PDA Validation Remediation
How to fix missing PDA address validation that allows attackers to substitute attacker-controlled accounts.
PDA Validation Remediation
Overview
Related Detector: PDA Validation
A PDA is only secure if the program checks that a passed-in account’s address matches the address derived from the expected seeds. Without this check, an attacker can pass a regular keypair account they control and bypass every assumption that depends on PDA ownership.
Recommended Fix
Before (Vulnerable)
pub fn withdraw(accounts: &[AccountInfo], user: Pubkey) -> ProgramResult {
let vault = &accounts[0];
// VULNERABLE: vault could be any account.
let mut data = vault.try_borrow_mut_data()?;
let amount = u64::from_le_bytes(data[..8].try_into().unwrap());
transfer_lamports(vault, &accounts[1], amount)?;
Ok(())
}
After (Fixed)
pub fn withdraw(
program_id: &Pubkey,
accounts: &[AccountInfo],
user: Pubkey,
) -> ProgramResult {
let vault = &accounts[0];
// Re-derive the expected PDA and compare.
let (expected, _bump) = Pubkey::find_program_address(
&[b"vault", user.as_ref()],
program_id,
);
if vault.key != &expected {
return Err(ProgramError::InvalidSeeds);
}
// Also verify ownership — otherwise an attacker could pre-create
// an account at the expected address with a different owner.
if vault.owner != program_id {
return Err(ProgramError::IllegalOwner);
}
let mut data = vault.try_borrow_mut_data()?;
let amount = u64::from_le_bytes(data[..8].try_into().unwrap());
transfer_lamports(vault, &accounts[1], amount)?;
Ok(())
}
Address validation alone is insufficient — pair it with an owner check so an attacker cannot front-run by creating a system-owned account at the same address.
Alternative Mitigations
Store and verify the bump seed
let pda = Pubkey::create_program_address(
&[b"vault", user.as_ref(), &[stored_bump]],
program_id,
)?;
if vault.key != &pda {
return Err(ProgramError::InvalidSeeds);
}
create_program_address is cheaper than find_program_address because it does not search for a bump. Store the canonical bump in account state at initialization and reuse it.
Use Anchor’s seeds + bump constraint
#[account(
mut,
seeds = [b"vault", user.key().as_ref()],
bump = vault.bump,
)]
pub vault: Account<'info, Vault>,
Anchor performs both the address derivation and the discriminator/owner check at deserialization. This is the lowest-effort safe pattern.
Common Mistakes
Verifying address but not owner. An attacker can call the System Program to allocate an account at any address, including a PDA address. Without an owner check, the program treats it as legitimate state.

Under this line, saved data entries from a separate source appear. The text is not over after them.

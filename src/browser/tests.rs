use super::*;
use crate::message::Role;
use crate::testing::{event_log, CaptureRenderer, Reply, ScriptedGenerator};
use std::fs;

fn sample_events() -> Vec<ClickEvent> {
    vec![
        ClickEvent {
            kind: "click".to_string(),
            xpath: "/html/body/div[2]/button[1]".to_string(),
            tag: "BUTTON".to_string(),
            text: "Sign in".to_string(),
            timestamp: 1_700_000_000_123,
        },
        ClickEvent {
            kind: "click".to_string(),
            xpath: "//*[@id=\"search\"]".to_string(),
            tag: "INPUT".to_string(),
            text: String::new(),
            timestamp: 1_700_000_004_000,
        },
    ]
}

#[test]
fn test_parse_fenced_action_sequence() {
    let reply = r#"Here is the plan:
```json
[
  {"action": "navigate", "target": "https://example.com", "value": "", "description": "open the site", "wait": 2000},
  {"action": "click", "target": "css:button[type='submit']", "description": "submit"}
]
```
"#;
    let actions = parse_action_sequence(reply).unwrap();
    assert_eq!(actions.len(), 2);
    assert_eq!(actions[0].kind(), Some(ActionType::Navigate));
    assert_eq!(actions[0].wait, Some(2000));
    assert_eq!(actions[1].value, "");
    assert_eq!(actions[1].wait, None);
}

#[test]
fn test_parse_bare_action_sequence() {
    let actions =
        parse_action_sequence(r#" [{"action": "waitForText", "target": "text:Done"}] "#).unwrap();
    assert_eq!(actions[0].kind(), Some(ActionType::WaitForText));
}

#[test]
fn test_unknown_action_survives_parsing() {
    let actions = parse_action_sequence(r#"[{"action": "teleport", "target": "moon"}]"#).unwrap();
    assert_eq!(actions[0].kind(), None);
    assert!(actions[0].to_string().contains("(unsupported)"));
}

#[test]
fn test_parse_rejects_prose_and_empty_plans() {
    assert!(matches!(
        parse_action_sequence("I cannot help with that."),
        Err(ActionParseError::Json(_))
    ));
    assert!(matches!(
        parse_action_sequence("```json\n[]\n```"),
        Err(ActionParseError::Empty)
    ));
}

#[test]
fn test_action_names_match_wire_format() {
    for kind in ActionType::ALL {
        let json = serde_json::to_string(&kind).unwrap();
        assert_eq!(json, format!("\"{}\"", kind.name()));
        assert_eq!(ActionType::from_name(kind.name()), Some(kind));
    }
}

#[test]
fn test_action_display() {
    let action = BrowserAction {
        action: "type".to_string(),
        target: "css:input[type='email']".to_string(),
        value: "{email}".to_string(),
        description: "enter the address".to_string(),
        wait: Some(1000),
    };
    assert_eq!(
        action.to_string(),
        "type css:input[type='email'] = \"{email}\" - enter the address [wait 1000ms]"
    );
}

#[test]
fn test_recording_file_format() {
    let json = r#"[{"type":"click","xpath":"/html/body/a","tag":"A","text":"Home","timestamp":1700000000000}]"#;
    let recording: ClickRecording = serde_json::from_str(json).unwrap();
    assert_eq!(recording.len(), 1);
    assert_eq!(recording.events[0].kind, "click");
    assert_eq!(serde_json::to_string(&recording).unwrap(), json);
}

#[test]
fn test_recording_round_trip_on_disk() {
    let dir = tempfile::tempdir().unwrap();
    let path = dir.path().join("nested").join("clicks.json");
    assert_eq!(ClickRecording::load(&path).unwrap(), None);

    let recording = ClickRecording {
        events: sample_events(),
    };
    recording.save(&path).unwrap();
    assert_eq!(ClickRecording::load(&path).unwrap(), Some(recording));

    assert!(ClickRecording::clear(&path).unwrap());
    assert!(!ClickRecording::clear(&path).unwrap());
}

#[test]
fn test_click_event_display() {
    let events = sample_events();
    assert_eq!(
        events[0].to_string(),
        "[22:13:20.123] click <button> /html/body/div[2]/button[1] \"Sign in\""
    );
    let long = ClickEvent {
        text: "x".repeat(60),
        ..events[1].clone()
    };
    assert!(long.to_string().ends_with(&format!("\"{}...\"", "x".repeat(40))));
}

#[test]
fn test_capability_lookup() {
    assert_eq!(Capability::from_name("PLAN"), Some(Capability::Plan));
    assert_eq!(Capability::from_name("eval"), None);
    assert_eq!(Capability::ALL.len(), 4);
}

#[tokio::test]
async fn test_console_lists_capabilities() {
    let generator = ScriptedGenerator::new(vec![], event_log());
    let console = DebugConsole::new("/nonexistent.json".into());
    let mut out = CaptureRenderer::default();

    console.handle("capabilities", generator.as_ref(), &mut out).await;
    for cap in Capability::ALL {
        assert!(out.transcript.contains(cap.name()));
    }
    assert!(generator.requests().is_empty());
}

#[tokio::test]
async fn test_console_plan_asks_model_with_parser_prompt() {
    let reply = "```json\n[{\"action\":\"navigate\",\"target\":\"https://example.com\",\"description\":\"open\"},{\"action\":\"screenshot\",\"target\":\"\"}]\n```";
    let generator = ScriptedGenerator::new(vec![Reply::ok(&[reply])], event_log());
    let console = DebugConsole::new("/nonexistent.json".into());
    let mut out = CaptureRenderer::default();

    console
        .handle("plan take a screenshot of example.com", generator.as_ref(), &mut out)
        .await;

    let requests = generator.requests();
    assert_eq!(requests.len(), 1);
    assert_eq!(requests[0][0].role, Role::System);
    assert_eq!(requests[0][0].text(), ACTION_PARSER_PROMPT);
    assert_eq!(requests[0][1].text(), "take a screenshot of example.com");

    assert!(out.errors.is_empty());
    assert!(out.transcript.contains("Action plan (2 steps, not executed):"));
    assert!(out.transcript.contains("1. navigate https://example.com - open"));
    assert!(out.transcript.contains("2. screenshot"));
}

#[tokio::test]
async fn test_console_plan_reports_failures() {
    let generator = ScriptedGenerator::new(
        vec![Reply::ok(&["no json here"]), Reply::fail(&[], "quota exceeded")],
        event_log(),
    );
    let console = DebugConsole::new("/nonexistent.json".into());
    let mut out = CaptureRenderer::default();

    console.handle("plan", generator.as_ref(), &mut out).await;
    console.handle("plan open mail", generator.as_ref(), &mut out).await;
    console.handle("plan open mail", generator.as_ref(), &mut out).await;

    assert_eq!(out.errors.len(), 3);
    assert_eq!(out.errors[0], "usage: plan <request>");
    assert!(out.errors[1].starts_with("invalid action sequence"));
    assert_eq!(out.errors[2], "request failed: quota exceeded");
}

#[tokio::test]
async fn test_console_recording_show_import_clear() {
    let dir = tempfile::tempdir().unwrap();
    let stored = dir.path().join("data").join("click-recording.json");
    let source = dir.path().join("export.json");
    fs::write(
        &source,
        serde_json::to_string(&ClickRecording {
            events: sample_events(),
        })
        .unwrap(),
    )
    .unwrap();

    let generator = ScriptedGenerator::new(vec![], event_log());
    let console = DebugConsole::new(stored.clone());
    let mut out = CaptureRenderer::default();

    console.handle("recording", generator.as_ref(), &mut out).await;
    assert!(out.notices.last().unwrap().starts_with("No recording found"));

    let import = format!("recording Import {}", source.display());
    console.handle(&import, generator.as_ref(), &mut out).await;
    assert!(out.notices.last().unwrap().starts_with("Imported 2 events"));
    assert!(stored.exists());

    console.handle("recording", generator.as_ref(), &mut out).await;
    assert!(out.transcript.contains("(2 events):"));
    assert!(out.transcript.contains("/html/body/div[2]/button[1]"));

    console.handle("recording CLEAR", generator.as_ref(), &mut out).await;
    assert!(!stored.exists());
    assert!(out.errors.is_empty());
}

#[tokio::test]
async fn test_console_recording_errors() {
    let dir = tempfile::tempdir().unwrap();
    let stored = dir.path().join("click-recording.json");
    fs::write(&stored, "{not json").unwrap();

    let generator = ScriptedGenerator::new(vec![], event_log());
    let console = DebugConsole::new(stored);
    let mut out = CaptureRenderer::default();

    console.handle("recording", generator.as_ref(), &mut out).await;
    console.handle("recording import", generator.as_ref(), &mut out).await;
    console
        .handle("recording import /no/such/file.json", generator.as_ref(), &mut out)
        .await;

    assert_eq!(out.errors.len(), 3);
    assert!(out.errors[0].starts_with("Failed to parse recording"));
    assert_eq!(out.errors[1], "usage: recording [import <file> | clear]");
    assert!(out.errors[2].starts_with("No recording found at /no/such/file.json"));
}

Using find_program_address on every call. It costs ~1500 CU per invocation because it searches for the canonical bump. For hot paths, store the bump and use create_program_address.
Trusting client-supplied bumps. A non-canonical bump can derive a different valid PDA. Always store the canonical bump on initialization and reject any other value.
Skipping validation on read-only accounts. Even read-only PDAs control program logic (e.g., oracle PDAs). Validate them too.